THEROUX, PAUL [EDWARD] (1941- ). Paul Theroux was born in Medford, Massachusetts, and received his B.A. from the University of Massachusetts in 1963. Having taught in Malawi, Uganda, and Singapore, he is a prolific novelist and travel writer who divides his time between wintering in England and summering on Cape Cod, a lifestyle that he describes in his essay “Summertime on the Cape,” collected in Sunrise with Seamonsters: Travels and Discoveries 1964-1984 (1985). The title piece concludes the collection and takes its name from an impressionist painting by J.M.W. Turner; it recounts Theroux’s island-hopping around Cape Cod in his skiff Goldeneye. Theroux followed the publication of his first novel, Waldo, in 1967 with twenty more, over a dozen nonfiction books, short story collections, and children’s books. One of his most successful works, The Mosquito Coast (1981), was adapted into a film (1986) starring Harrison Ford.
Theroux’s travel books have at times met with critical reaction.
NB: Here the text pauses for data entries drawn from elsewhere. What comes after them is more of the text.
//! Router-level tests against fake translators.

use async_trait::async_trait;
use axum::body::Body;
use axum::http::{Request, StatusCode};
use serde_json::{json, Value};
use std::sync::atomic::{AtomicUsize, Ordering};
use std::sync::{Arc, Mutex};
use tower::ServiceExt;
use translate_gateway::domain::error::ProviderFailure;
use translate_gateway::interfaces::http::{router, webhook_router};
use translate_gateway::{
    AppState, Config, GatewayError, ProviderId, ProviderRegistry, TranslateInput, Translator,
};

enum Outcome {
    Text(&'static str),
    Fail(u16, &'static str),
    Unconfigured,
}

struct FakeTranslator {
    id: ProviderId,
    outcome: Outcome,
    calls: AtomicUsize,
    last_input: Mutex<Option<TranslateInput>>,
}

impl FakeTranslator {
    fn new(id: ProviderId, outcome: Outcome) -> Arc<Self> {
        Arc::new(Self {
            id,
            outcome,
            calls: AtomicUsize::new(0),
            last_input: Mutex::new(None),
        })
    }

    fn calls(&self) -> usize {
        self.calls.load(Ordering::SeqCst)
    }
}

#[async_trait]
impl Translator for FakeTranslator {
    fn id(&self) -> ProviderId {
        self.id
    }

    async fn translate(&self, input: &TranslateInput) -> Result<String, GatewayError> {
        self.calls.fetch_add(1, Ordering::SeqCst);
        *self.last_input.lock().unwrap() = Some(input.clone());
        match &self.outcome {
            Outcome::Text(text) => Ok(text.to_string()),
            Outcome::Fail(status, message) => Err(GatewayError::provider(
                *status,
                ProviderFailure::UpstreamStatus,
                *message,
                Some(json!({ "upstream": "details" })),
            )),
            Outcome::Unconfigured => Err(GatewayError::configuration(
                format!("{} provider is not configured.", self.id.display_name()),
                None,
            )),
        }
    }
}

struct Harness {
    claude: Arc<FakeTranslator>,
    xai: Arc<FakeTranslator>,
    state: AppState,
}

fn harness(claude: Outcome, xai: Outcome) -> Harness {
    let claude = FakeTranslator::new(ProviderId::Claude, claude);
    let xai = FakeTranslator::new(ProviderId::Xai, xai);
    let registry = ProviderRegistry::new(
        vec![claude.clone() as Arc<dyn Translator>, xai.clone() as Arc<dyn Translator>],
        ProviderId::Xai,
    )
    .unwrap();
    Harness {
        claude,
        xai,
        state: AppState::with_registry(registry, Config::default()),
    }
}

impl Harness {
    fn total_calls(&self) -> usize {
        self.claude.calls() + self.xai.calls()
    }
}

async fn post(app: axum::Router, body: impl Into<Body>) -> (StatusCode, Value) {
    post_as(app, "application/json", body).await
}

async fn post_as(
    app: axum::Router,
    content_type: &str,
    body: impl Into<Body>,
) -> (StatusCode, Value) {
    let request = Request::builder()
        .method("POST")
        .uri("/")
        .header("content-type", content_type)
        .body(body.into())
        .unwrap();
    let response = app.oneshot(request).await.unwrap();
    let status = response.status();
    let bytes = axum::body::to_bytes(response.into_body(), usize::MAX)
        .await
        .unwrap();
    (status, serde_json::from_slice(&bytes).unwrap())
}

async fn post_json(state: &AppState, body: Value) -> (StatusCode, Value) {
    post(router(state.clone()), body.to_string()).await
}

#[tokio::test]
async fn default_provider_handles_request_without_provider() {
    let h = harness(Outcome::Text("unused"), Outcome::Text("Hello"));

    let (status, body) = post_json(&h.state, json!({ "prompt": "Bonjour" })).await;

    assert_eq!(status, StatusCode::OK);
    assert_eq!(body, json!({ "translation": "Hello", "prompt": "Bonjour" }));
    assert_eq!(h.xai.calls(), 1);
    assert_eq!(h.claude.calls(), 0);
}

#[tokio::test]
async fn empty_provider_string_uses_default() {
    let h = harness(Outcome::Text("unused"), Outcome::Text("Hello"));

    let (status, _) = post_json(&h.state, json!({ "prompt": "Bonjour", "provider": "   " })).await;

    assert_eq!(status, StatusCode::OK);
    assert_eq!(h.xai.calls(), 1);
}

#[tokio::test]
async fn provider_is_matched_case_insensitively() {
    let h = harness(Outcome::Text("Hallo"), Outcome::Text("unused"));

    let (status, body) =
        post_json(&h.state, json!({ "prompt": "  Hello  ", "provider": " CLAUDE " })).await;

    assert_eq!(status, StatusCode::OK);
    assert_eq!(body, json!({ "translation": "Hallo", "prompt": "Hello" }));
    assert_eq!(h.claude.calls(), 1);
    assert_eq!(h.xai.calls(), 0);
}

#[tokio::test]
async fn trimmed_prompt_and_metadata_reach_the_client() {
    let h = harness(Outcome::Text("Hola"), Outcome::Text("unused"));

    post_json(
        &h.state,
        json!({ "prompt": "\tHello\n", "provider": "claude", "metadata": { "target": "es" } }),
    )
    .await;

    let input = h.claude.last_input.lock().unwrap().clone().unwrap();
    assert_eq!(input.prompt, "Hello");
    assert_eq!(input.metadata.get("target"), Some(&json!("es")));
}

#[tokio::test]
async fn missing_prompt_is_rejected_without_dispatch() {
    let h = harness(Outcome::Text("x"), Outcome::Text("x"));

    for body in [
        json!({}),
        json!({ "prompt": "" }),
        json!({ "prompt": "   \n\t" }),
        json!({ "prompt": 42 }),
        json!({ "prompt": ["hi"] }),
        json!({ "prompt": null, "provider": "claude" }),
    ] {
        let (status, response) = post_json(&h.state, body).await;
        assert_eq!(status, StatusCode::BAD_REQUEST);
        assert_eq!(response, json!({ "error": "Missing prompt text to translate." }));
    }
    assert_eq!(h.total_calls(), 0);
}

#[tokio::test]
async fn unsupported_provider_lists_registered_ids() {
    let h = harness(Outcome::Text("x"), Outcome::Text("x"));

    let (status, body) = post_json(&h.state, json!({ "prompt": "Hi", "provider": "unknown" })).await;

    assert_eq!(status, StatusCode::BAD_REQUEST);
    assert_eq!(
        body,
        json!({ "error": "Unsupported provider \"unknown\". Use one of: claude, xai." })
    );
    assert_eq!(h.total_calls(), 0);
}

#[tokio::test]
async fn malformed_json_gets_fixed_message() {
    let h = harness(Outcome::Text("x"), Outcome::Text("x"));

    for body in ["{\"prompt\": \"Hi\"", "not json", "[\"Hi\"]"] {
        let (status, response) = post(router(h.state.clone()), body).await;
        assert_eq!(status, StatusCode::BAD_REQUEST);
        assert_eq!(response, json!({ "error": "Invalid JSON payload." }));
    }
    assert_eq!(h.total_calls(), 0);
}

#[tokio::test]
async fn upstream_status_is_mirrored() {
    let h = harness(Outcome::Text("x"), Outcome::Fail(429, "xAI API request failed with status 429."));

    let (status, body) = post_json(&h.state, json!({ "prompt": "Hi" })).await;

    assert_eq!(status, StatusCode::TOO_MANY_REQUESTS);
    assert_eq!(body, json!({ "error": "xAI API request failed with status 429." }));
}

#[tokio::test]
async fn invalid_status_defaults_to_bad_gateway() {
    let h = harness(Outcome::Text("x"), Outcome::Fail(0, ""));

    let (status, body) = post_json(&h.state, json!({ "prompt": "Hi" })).await;

    assert_eq!(status, StatusCode::BAD_GATEWAY);
    assert_eq!(body, json!({ "error": "Translation failed." }));
}

#[tokio::test]
async fn unconfigured_backend_is_internal_error() {
    let h = harness(Outcome::Unconfigured, Outcome::Text("x"));

    let (status, body) = post_json(&h.state, json!({ "prompt": "Hi", "provider": "claude" })).await;

    assert_eq!(status, StatusCode::INTERNAL_SERVER_ERROR);
    assert_eq!(body, json!({ "error": "Claude provider is not configured." }));
    assert!(body.get("details").is_none());
}

#[tokio::test]
async fn registry_rejects_unregistered_default() {
    let claude = FakeTranslator::new(ProviderId::Claude, Outcome::Text("x"));
    let result = ProviderRegistry::new(vec![claude as Arc<dyn Translator>], ProviderId::Xai);
    assert!(result.is_err());
}

#[tokio::test]
async fn webhook_says_world_to_hello() {
    let (status, body) = post(webhook_router(), json!({ "text": "hello" }).to_string()).await;
    assert_eq!(status, StatusCode::OK);
    assert_eq!(body, json!({ "text": "world" }));
}

#[tokio::test]
async fn webhook_hints_on_anything_else() {
    let (status, body) = post(webhook_router(), json!({ "text": "bye" }).to_string()).await;
    assert_eq!(status, StatusCode::BAD_REQUEST);
    assert_eq!(body, json!({ "error": "Send { \"text\": \"hello\" }" }));
}

#[tokio::test]
async fn webhook_accepts_form_bodies() {
    let form = "application/x-www-form-urlencoded";

    let (status, body) = post_as(webhook_router(), form, "text=hello").await;
    assert_eq!(status, StatusCode::OK);
    assert_eq!(body, json!({ "text": "world" }));

    let (status, body) = post_as(webhook_router(), form, "text=bye").await;
    assert_eq!(status, StatusCode::BAD_REQUEST);
    assert_eq!(body, json!({ "error": "Send { \"text\": \"hello\" }" }));
}

#[tokio::test]
async fn translate_accepts_form_bodies() {
    let h = harness(Outcome::Text("Hola"), Outcome::Text("unused"));
    let (status, body) = post_as(
        router(h.state.clone()),
        "application/x-www-form-urlencoded; charset=utf-8",
        "prompt=Hello%20there&provider=claude",
    )
    .await;

    assert_eq!(status, StatusCode::OK);
    assert_eq!(body, json!({ "translation": "Hola", "prompt": "Hello there" }));
    let input = h.claude.last_input.lock().unwrap().clone().unwrap();
    assert_eq!(input.prompt, "Hello there");
    assert_eq!(h.xai.calls(), 0);
}

#[tokio::test]
async fn malformed_form_gets_fixed_message() {
    let (status, body) = post_as(
        webhook_router(),
        "application/x-www-form-urlencoded",
        "text=hello&text=again",
    )
    .await;
    assert_eq!(status, StatusCode::BAD_REQUEST);
    assert_eq!(body, json!({ "error": "Invalid form payload." }));
}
One reviewer commented that Theroux had mastered writing but not traveling. Kingdom by the Sea: A Journey around Great Britain (1983) was Theroux’s first travel book and appeared after he had lived in Britain for eleven years. He sailed the entire British coastline and recorded his observations in a largely negative manner, writing that Britons faced the sea as a way of turning their backs on their homeland. Sailing through China (1984) chronicled a trip down the Yangtze River with a group of wealthy tourists. Theroux presented a dismal and pessimistic view of China, stating that the Chinese people were oppressed by a life of agriculture and industry. A third travel book, The Happy Isles of Oceania: Paddling the Pacific (1992), followed Theroux’s divorce and his fear of being diagnosed with cancer. It chronicled the eighteen months that he navigated the Pacific islands in a kayak from New Zealand and Australia to Hawai’i. Considered by some to be Theroux’s best travel book, it is also perhaps his most adventurous.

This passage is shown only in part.